Una vuelta por mi cárcel, MYourcenar, p. 66
El mismo coraje de no ser
vencidos, que hizo arrodillarse a batallones enteros para dejarse decapitar por sus jefes, quienes se suicidaban después “a
la manera grande”, que lanzó a los cojos y enfermos de los hospitales contra
las ametralladoras enemigas, que obligó a los habitantes de pueblos enteros a arrojarse
desde lo alto de los promontorios en las islas invadidas por los marines, que
impulsó a los kamikaze a estrellarse voluntariamente sobre la borda o la
chimenea de los navíos de guerra, se reconvirtió en chovinismo industrialista.

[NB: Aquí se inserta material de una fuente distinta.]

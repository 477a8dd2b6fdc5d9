//! Download management and processing

pub mod audio;
pub mod metadata;
pub mod pipeline;
pub mod request;
pub mod send;
pub mod temp;
pub mod thumbnail;
pub mod video;
pub mod ytdlp_errors;

// Re-exports for convenience
pub use pipeline::{handle_download, AudioOutcome, RequestPhase, RequestTrace};
pub use request::{DownloadParams, DownloadRequest, MediaType, Quality};
pub use send::StreamHandle;
pub use temp::{TempArtifact, TempWorkspace};
//! Classification of yt-dlp failures
//!
//! Maps yt-dlp's stderr onto a small set of causes so the client gets a
//! meaningful status (404 for "no such format", 500 otherwise) and the log
//! gets a hint on how to fix it.

use crate::core::error::AppError;

#[derive(Debug, Clone, Copy, PartialEq, Eq)]
pub enum YtDlpErrorType {
    /// No format matches the selector
    FormatUnavailable,
    /// YouTube asked for a sign-in / flagged the request as a bot
    BotDetection,
    /// Private, removed or region-blocked video
    VideoUnavailable,
    /// Timeouts, DNS, refused connections
    NetworkError,
    Unknown,
}

/// Determines the error type from yt-dlp's stderr.
pub fn analyze_ytdlp_error(stderr: &str) -> YtDlpErrorType {
    let stderr_lower = stderr.to_lowercase();

    if stderr_lower.contains("requested format is not available") || stderr_lower.contains("no video formats found")
    {
        return YtDlpErrorType::FormatUnavailable;
    }

    if stderr_lower.contains("sign in to confirm you're not a bot")
        || stderr_lower.contains("please sign in")
        || stderr_lower.contains("http error 403")
        || stderr_lower.contains("signature extraction failed")
    {
        return YtDlpErrorType::BotDetection;
    }

    if stderr_lower.contains("private video")
        || stderr_lower.contains("video unavailable")
        || stderr_lower.contains("video is not available")
        || stderr_lower.contains("video has been removed")
        || stderr_lower.contains("this video does not exist")
    {
        return YtDlpErrorType::VideoUnavailable;
    }

    if stderr_lower.contains("timed out")
        || stderr_lower.contains("connection")
        || stderr_lower.contains("network")
        || stderr_lower.contains("failed to resolve")
        || stderr_lower.contains("name or service not known")
    {
        return YtDlpErrorType::NetworkError;
    }

    YtDlpErrorType::Unknown
}

/// Message returned to the client.
pub fn get_error_message(error_type: YtDlpErrorType) -> &'static str {
    match error_type {
        YtDlpErrorType::FormatUnavailable => "No downloadable format found for the requested quality",
        YtDlpErrorType::BotDetection => "YouTube blocked the request, try again later",
        YtDlpErrorType::VideoUnavailable => "Video is unavailable (private, removed or region-blocked)",
        YtDlpErrorType::NetworkError => "Network error while downloading, try again later",
        YtDlpErrorType::Unknown => "Download failed",
    }
}

/// Operator-facing hint for the log.
pub fn get_fix_recommendations(error_type: YtDlpErrorType) -> &'static str {
    match error_type {
        YtDlpErrorType::FormatUnavailable => "Try a lower quality tier or list formats with `yt-dlp -F`",
        YtDlpErrorType::BotDetection => "Update yt-dlp (YTDL_AUTO_UPDATE=true) or change egress IP",
        YtDlpErrorType::VideoUnavailable => "Nothing to fix, the video cannot be fetched",
        YtDlpErrorType::NetworkError => "Check outbound connectivity and DNS",
        YtDlpErrorType::Unknown => "Inspect the yt-dlp stderr above",
    }
}

/// Turns a failed yt-dlp run into the matching [`AppError`].
pub fn download_error(stderr: &str) -> AppError {
    let error_type = analyze_ytdlp_error(stderr);
    log::error!("yt-dlp failed, error type: {:?}", error_type);
    log::error!("yt-dlp stderr: {}", stderr);
    log::info!("Fix hint: {}", get_fix_recommendations(error_type));

    let message = get_error_message(error_type).to_string();
    match error_type {
        YtDlpErrorType::FormatUnavailable => AppError::NoFormatFound(message),
        _ => AppError::DownloadFailed(message),
    }
}
//! Logging initialization and startup diagnostics
//!
//! This module provides:
//! - Logger initialization (console + file)
//! - A one-shot report of the external tool configuration

use anyhow::Result;
use simplelog::*;
use std::fs::File;

use crate::core::config::Settings;

/// Parses a level name, defaulting to Info for anything unknown.
pub fn parse_level(level: &str) -> LevelFilter {
    match level.trim().to_lowercase().as_str() {
        "off" => LevelFilter::Off,
        "error" => LevelFilter::Error,
        "warn" | "warning" => LevelFilter::Warn,
        "debug" => LevelFilter::Debug,
        "trace" => LevelFilter::Trace,
        _ => LevelFilter::Info,
    }
}

/// Initialize logger for both console and file output
///
/// # Arguments
/// * `log_file_path` - Path to the log file
/// * `level` - Level name (see [`parse_level`])
pub fn init_logger(log_file_path: &str, level: &str) -> Result<()> {
    let log_file = File::create(log_file_path).map_err(|e| anyhow::anyhow!("Failed to create log file: {}", e))?;
    let level = parse_level(level);

    CombinedLogger::init(vec![
        TermLogger::new(level, Config::default(), TerminalMode::Mixed, ColorChoice::Auto),
        WriteLogger::new(level, Config::default(), log_file),
    ])
    .map_err(|e| anyhow::anyhow!("Failed to initialize logger: {}", e))?;

    Ok(())
}

/// Logs the tool binaries, directories and timeouts the server runs with.
pub fn log_tool_configuration(settings: &Settings) {
    log::info!("Tool configuration:");
    log::info!("  yt-dlp:        {}", settings.tools.ytdlp_bin);
    log::info!("  ffmpeg:        {}", settings.tools.ffmpeg_bin);
    log::info!("  temp dir:      {}", settings.temp_dir.display());
    log::info!("  thumbnails:    {}", settings.thumbnail_base_url);
    log::info!("  auto-update:   {}", settings.auto_update);
    log::info!(
        "  timeouts:      title {}s, download {}s, ffmpeg {}s, stream {}s",
        settings.tools.title_timeout.as_secs(),
        settings.tools.ytdlp_timeout.as_secs(),
        settings.tools.ffmpeg_timeout.as_secs(),
        settings.tools.stream_timeout.as_secs()
    );

    if !settings.temp_dir.is_dir() {
        log::warn!(
            "Temp dir {} does not exist yet, it will be created on first download",
            settings.temp_dir.display()
        );
    }
}
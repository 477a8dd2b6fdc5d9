//! Thumbnail fetching for audio cover art.
//!
//! The high-resolution image is tried first; a 404 falls back to the
//! lower-resolution tier once. Every failure is reported to the caller,
//! which proceeds without cover art.

use bytes::BytesMut;
use reqwest::{Client, StatusCode};
use std::path::{Path, PathBuf};

use crate::core::error::AppError;
use crate::core::validation::VideoId;

/// Image tiers, tried in order.
pub const THUMBNAIL_TIERS: [&str; 2] = ["maxresdefault.jpg", "hqdefault.jpg"];

/// Largest image body accepted (5 MB)
pub const MAX_THUMBNAIL_BYTES: u64 = 5 * 1024 * 1024;

/// Image format detected by magic bytes
#[derive(Debug, Clone, Copy, PartialEq, Eq)]
pub(crate) enum ImageFormat {
    Jpeg,
    Png,
    WebP,
    Unknown,
}

/// Detects image format from the first bytes of a file (magic bytes)
pub(crate) fn detect_image_format(bytes: &[u8]) -> ImageFormat {
    match bytes {
        [0xFF, 0xD8, 0xFF, ..] => ImageFormat::Jpeg,
        [0x89, 0x50, 0x4E, 0x47, ..] => ImageFormat::Png,
        [0x52, 0x49, 0x46, 0x46, _, _, _, _, 0x57, 0x45, 0x42, 0x50, ..] => ImageFormat::WebP,
        _ => ImageFormat::Unknown,
    }
}

pub fn thumbnail_url(base_url: &str, video_id: &VideoId, tier: &str) -> String {
    format!("{}/{}/{}", base_url.trim_end_matches('/'), video_id, tier)
}

/// Downloads the thumbnail of `video_id` into `dest`.
///
/// Returns `dest` on success. Only a 404 on the first tier triggers the
/// fallback; any other status or transport error fails immediately.
pub async fn fetch_thumbnail(
    client: &Client,
    base_url: &str,
    video_id: &VideoId,
    dest: &Path,
) -> Result<PathBuf, AppError> {
    for (index, tier) in THUMBNAIL_TIERS.iter().enumerate() {
        let url = thumbnail_url(base_url, video_id, tier);
        log::debug!("[THUMBNAIL] GET {}", url);

        let mut response = client.get(&url).send().await?;
        let status = response.status();

        if status == StatusCode::NOT_FOUND && index + 1 < THUMBNAIL_TIERS.len() {
            log::info!("[THUMBNAIL] {} not found, falling back to {}", tier, THUMBNAIL_TIERS[index + 1]);
            continue;
        }
        if !status.is_success() {
            return Err(AppError::DownloadFailed(format!(
                "Thumbnail request failed with status: {}",
                status
            )));
        }

        if let Some(len) = response.content_length().filter(|len| *len > MAX_THUMBNAIL_BYTES) {
            return Err(too_large(&url, len));
        }
        // Chunked responses carry no length, so the cap is also enforced while reading
        let mut bytes = BytesMut::new();
        while let Some(chunk) = response.chunk().await? {
            let len = (bytes.len() + chunk.len()) as u64;
            if len > MAX_THUMBNAIL_BYTES {
                return Err(too_large(&url, len));
            }
            bytes.extend_from_slice(&chunk);
        }
        if detect_image_format(&bytes) == ImageFormat::Unknown {
            return Err(AppError::DownloadFailed(format!(
                "Thumbnail at {} is not a recognised image",
                url
            )));
        }

        fs_err::tokio::write(dest, &bytes).await?;
        log::info!(
            "[THUMBNAIL] Saved {} ({} KB)",
            tier,
            bytes.len() as f64 / 1024.0
        );
        return Ok(dest.to_path_buf());
    }

    Err(AppError::DownloadFailed("No thumbnail available".to_string()))
}

fn too_large(url: &str, len: u64) -> AppError {
    AppError::DownloadFailed(format!(
        "Thumbnail at {} exceeds {} bytes ({} bytes)",
        url, MAX_THUMBNAIL_BYTES, len
    ))
}
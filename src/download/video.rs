//! Video acquisition straight into a pipe.
//!
//! yt-dlp writes the selected single-file format to stdout (`-o -`). The
//! response is only committed once the first chunk has arrived, so
//! selector and availability failures still reach the client as JSON.
//! After that the pipe is relayed as-is; the child is killed when the
//! [`VideoStream`] is dropped.

use bytes::{Bytes, BytesMut};
use std::collections::VecDeque;
use std::ffi::OsString;
use std::io;
use std::process::Stdio;
use std::time::Duration;
use tokio::io::{AsyncBufReadExt, AsyncReadExt, BufReader};
use tokio::process::{Child, ChildStderr, ChildStdout, Command};
use tokio::task::JoinHandle;
use tokio::time::{timeout, timeout_at, Instant};

use crate::core::config::ToolSettings;
use crate::core::error::AppError;
use crate::core::process::{describe_exit, STDERR_TAIL_LINES};
use crate::download::request::DownloadRequest;
use crate::download::ytdlp_errors::download_error;

/// Read size for pipe chunks
const CHUNK_SIZE: usize = 64 * 1024;

/// How long to wait for yt-dlp to exit once its stdout is closed
const EXIT_GRACE: Duration = Duration::from_secs(10);

/// yt-dlp arguments streaming the selected format to stdout.
pub fn video_args(request: &DownloadRequest) -> Vec<OsString> {
    vec![
        "-f".into(),
        request.quality().format_selector().into(),
        "--no-playlist".into(),
        "--no-warnings".into(),
        "--no-progress".into(),
        "-o".into(),
        "-".into(),
        request.video_id().watch_url().into(),
    ]
}

/// Drains stderr so yt-dlp never blocks on a full pipe, keeping the tail.
fn drain_stderr(stderr: ChildStderr, token: String) -> JoinHandle<String> {
    tokio::spawn(async move {
        let mut lines = BufReader::new(stderr).lines();
        let mut tail = VecDeque::<String>::new();
        while let Ok(Some(line)) = lines.next_line().await {
            log::debug!("[{}] yt-dlp stderr: {}", token, line);
            tail.push_back(line);
            if tail.len() > STDERR_TAIL_LINES {
                tail.pop_front();
            }
        }
        tail.make_contiguous().join("\n")
    })
}

/// Waits for the stderr drain to finish, at most [`EXIT_GRACE`].
///
/// The drain only ends once every holder of the pipe has closed it, which
/// a lingering grandchild may never do.
async fn collect_tail(handle: JoinHandle<String>, token: &str) -> String {
    let abort = handle.abort_handle();
    match timeout(EXIT_GRACE, handle).await {
        Ok(tail) => tail.unwrap_or_default(),
        Err(_) => {
            log::warn!("[{}] yt-dlp stderr still open after {}s, dropping it", token, EXIT_GRACE.as_secs());
            abort.abort();
            String::new()
        }
    }
}

/// A running yt-dlp whose stdout has produced at least one byte.
#[derive(Debug)]
pub struct VideoStream {
    child: Child,
    stdout: ChildStdout,
    stderr: Option<JoinHandle<String>>,
    pending: Option<Bytes>,
    deadline: Instant,
    token: String,
    bytes_sent: u64,
}

/// Spawns yt-dlp for `request` and waits for its first chunk.
///
/// EOF before any byte is a failure: the exit status and stderr decide
/// between `NoFormatFound` and `DownloadFailed`.
pub async fn spawn_video_stream(
    tools: &ToolSettings,
    request: &DownloadRequest,
    token: &str,
) -> Result<VideoStream, AppError> {
    let mut cmd = Command::new(&tools.ytdlp_bin);
    cmd.args(video_args(request))
        .stdin(Stdio::null())
        .stdout(Stdio::piped())
        .stderr(Stdio::piped())
        .kill_on_drop(true);
    log::info!(
        "[{}] yt-dlp video stream, format: {}",
        token,
        request.quality().format_selector()
    );

    let mut child = cmd
        .spawn()
        .map_err(|e| AppError::DownloadFailed(format!("Failed to start downloader: {}", e)))?;
    let (Some(mut stdout), Some(stderr)) = (child.stdout.take(), child.stderr.take()) else {
        return Err(AppError::DownloadFailed("Downloader pipes unavailable".to_string()));
    };
    let stderr = drain_stderr(stderr, token.to_string());

    let mut buf = BytesMut::with_capacity(CHUNK_SIZE);
    let first = match timeout(tools.ytdlp_timeout, stdout.read_buf(&mut buf)).await {
        Ok(Ok(n)) => n,
        Ok(Err(e)) => {
            log::error!("[{}] Failed to read from yt-dlp: {}", token, e);
            return Err(AppError::DownloadFailed(format!("Failed to read from downloader: {}", e)));
        }
        Err(_) => {
            log::error!(
                "[{}] yt-dlp produced no output within {}s, killing",
                token,
                tools.ytdlp_timeout.as_secs()
            );
            return Err(AppError::DownloadFailed(format!(
                "Downloader produced no output within {}s",
                tools.ytdlp_timeout.as_secs()
            )));
        }
    };

    if first == 0 {
        let status = match timeout(EXIT_GRACE, child.wait()).await {
            Ok(status) => status,
            Err(_) => {
                log::error!(
                    "[{}] yt-dlp closed stdout but did not exit within {}s, killing",
                    token,
                    EXIT_GRACE.as_secs()
                );
                if let Err(e) = child.start_kill() {
                    log::debug!("[{}] kill failed (already exited?): {}", token, e);
                }
                stderr.abort();
                return Err(AppError::DownloadFailed(format!(
                    "Downloader closed its output but did not exit within {}s",
                    EXIT_GRACE.as_secs()
                )));
            }
        };
        let tail = collect_tail(stderr, token).await;
        return match status {
            Ok(status) if status.success() => {
                log::error!("[{}] yt-dlp exited cleanly without output", token);
                Err(AppError::DownloadFailed("empty output".to_string()))
            }
            Ok(status) => {
                log::error!("[{}] yt-dlp {}", token, describe_exit(&status));
                Err(download_error(&tail))
            }
            Err(e) => {
                log::error!("[{}] Failed to wait for yt-dlp: {}", token, e);
                Err(download_error(&tail))
            }
        };
    }

    log::debug!("[{}] First chunk received ({} bytes)", token, first);
    Ok(VideoStream {
        child,
        stdout,
        stderr: Some(stderr),
        pending: Some(buf.freeze()),
        deadline: Instant::now() + tools.stream_timeout,
        token: token.to_string(),
        bytes_sent: 0,
    })
}

impl VideoStream {
    /// Next chunk of the pipe, `None` at EOF.
    ///
    /// The first call returns the chunk read while probing. Reads past the
    /// stream deadline fail with `TimedOut`.
    pub async fn next_chunk(&mut self) -> Option<io::Result<Bytes>> {
        if let Some(chunk) = self.pending.take() {
            self.bytes_sent += chunk.len() as u64;
            return Some(Ok(chunk));
        }

        let mut buf = BytesMut::with_capacity(CHUNK_SIZE);
        match timeout_at(self.deadline, self.stdout.read_buf(&mut buf)).await {
            Ok(Ok(0)) => None,
            Ok(Ok(n)) => {
                self.bytes_sent += n as u64;
                Some(Ok(buf.freeze()))
            }
            Ok(Err(e)) => Some(Err(e)),
            Err(_) => Some(Err(io::Error::new(
                io::ErrorKind::TimedOut,
                "video stream exceeded its time limit",
            ))),
        }
    }

    pub fn bytes_sent(&self) -> u64 {
        self.bytes_sent
    }

    /// Collects the exit status after EOF. A failure is only logged: the
    /// response headers are already out.
    pub async fn finish(&mut self) -> Result<(), String> {
        let status = match timeout(EXIT_GRACE, self.child.wait()).await {
            Ok(Ok(status)) => status,
            Ok(Err(e)) => return Err(format!("wait failed: {}", e)),
            Err(_) => {
                self.abort();
                if let Some(handle) = self.stderr.take() {
                    handle.abort();
                }
                return Err("yt-dlp did not exit after closing stdout".to_string());
            }
        };
        if status.success() {
            return Ok(());
        }

        let tail = match self.stderr.take() {
            Some(handle) => collect_tail(handle, &self.token).await,
            None => String::new(),
        };
        log::error!("[{}] yt-dlp stderr: {}", self.token, tail);
        Err(format!("yt-dlp {} after streaming started", describe_exit(&status)))
    }

    /// Kills the child right away (SIGKILL).
    pub fn abort(&mut self) {
        if let Err(e) = self.child.start_kill() {
            log::debug!("[{}] kill failed (already exited?): {}", self.token, e);
        }
    }
}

Esos deslustrados muros de fábrica albergan unos equipos que, desde por la
mañana, empiezan su trabajo con un himno a la gloria de su sociedad; por una
estadística japonesa sabemos que, en caso de seísmo, de cien japoneses hay
noventa que llaman por teléfono a la oficina antes de llamar a su propia mujer:
están casados con la compañía. Los días laborales, los trenes de cercanías, que
se paran al primer síntoma de temblor de tierra, vomitan por la mañana y se
tragan por las noches a unos cuantos millones de hombres vestidos, al parecer,
con el mismo traje. Se perdió la guerra, que en lo sucesivo retrocede a ese
tiempo cíclico que es el de Asia, e incluso parecen haberla olvidado, pero se
ha conquistado, ya que no la prosperidad -noción siempre frágil y vacilante en
nuestros días y que el Japón, por lo demás, asfixia con demasiadas obligaciones-, al menos un imperio industrial
y financiero sobre el que no se pone el sol naciente.